Copy every line of the following data that includes the string "DecodingKey".

----- Extracted material -----

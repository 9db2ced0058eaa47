//! JWT validation for tokens issued by the Kampung auth service

use jsonwebtoken::{decode, encode, Algorithm, DecodingKey, EncodingKey, Header, Validation};
use serde::{Deserialize, Serialize};
use time::{Duration, OffsetDateTime};
use uuid::Uuid;

/// JWT claims structure
#[derive(Debug, Clone, Serialize, Deserialize)]
pub struct Claims {
    /// Subject (user ID)
    pub sub: Uuid,
    /// Tenant the user is acting for
    pub tenant_id: Uuid,
    /// User role (PLATFORM_ADMIN, OPERATOR, ADMIN, MEMBER)
    pub role: String,
    /// Issued at
    pub iat: i64,
    /// Expiration
    pub exp: i64,
}

/// JWT manager for token operations
#[derive(Clone)]
pub struct JwtManager {
    encoding_key: EncodingKey,
    decoding_key: DecodingKey,
}

impl JwtManager {
    pub fn new(secret: &str) -> Self {
        Self {
            encoding_key: EncodingKey::from_secret(secret.as_bytes()),
            decoding_key: DecodingKey::from_secret(secret.as_bytes()),
        }
    }

    /// Issue a token; login lives in the auth service, this serves tooling and tests
    pub fn generate_token(
        &self,
        user_id: Uuid,
        tenant_id: Uuid,
        role: &str,
        ttl: Duration,
    ) -> Result<String, JwtError> {
        let now = OffsetDateTime::now_utc();
        let claims = Claims {
            sub: user_id,
            tenant_id,
            role: role.to_string(),
            iat: now.unix_timestamp(),
            exp: (now + ttl).unix_timestamp(),
        };

        encode(&Header::new(Algorithm::HS256), &claims, &self.encoding_key)
            .map_err(|e| JwtError::Encoding(e.to_string()))
    }

    /// Validate and decode a token. Only HS256 is accepted.
    pub fn validate_token(&self, token: &str) -> Result<Claims, JwtError> {
        let mut validation = Validation::new(Algorithm::HS256);
        validation.leeway = 60;

        decode::<Claims>(token, &self.decoding_key, &validation)
            .map(|data| data.claims)
            .map_err(|e| match e.kind() {
                jsonwebtoken::errors::ErrorKind::ExpiredSignature => JwtError::Expired,
                jsonwebtoken::errors::ErrorKind::InvalidToken => JwtError::Invalid,
                jsonwebtoken::errors::ErrorKind::InvalidAlgorithm => JwtError::Invalid,
                _ => JwtError::Validation(e.to_string()),
            })
    }
}

#[derive(Debug, thiserror::Error)]
pub enum JwtError {
    #[error("Token has expired")]
    Expired,
    #[error("Invalid token")]
    Invalid,
    #[error("Token encoding failed: {0}")]
    Encoding(String),
    #[error("Token validation failed: {0}")]
    Validation(String),
}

-----

— Result for this task —
use jsonwebtoken::{decode, encode, Algorithm, DecodingKey, EncodingKey, Header, Validation};
    decoding_key: DecodingKey,
            decoding_key: DecodingKey::from_secret(secret.as_bytes()),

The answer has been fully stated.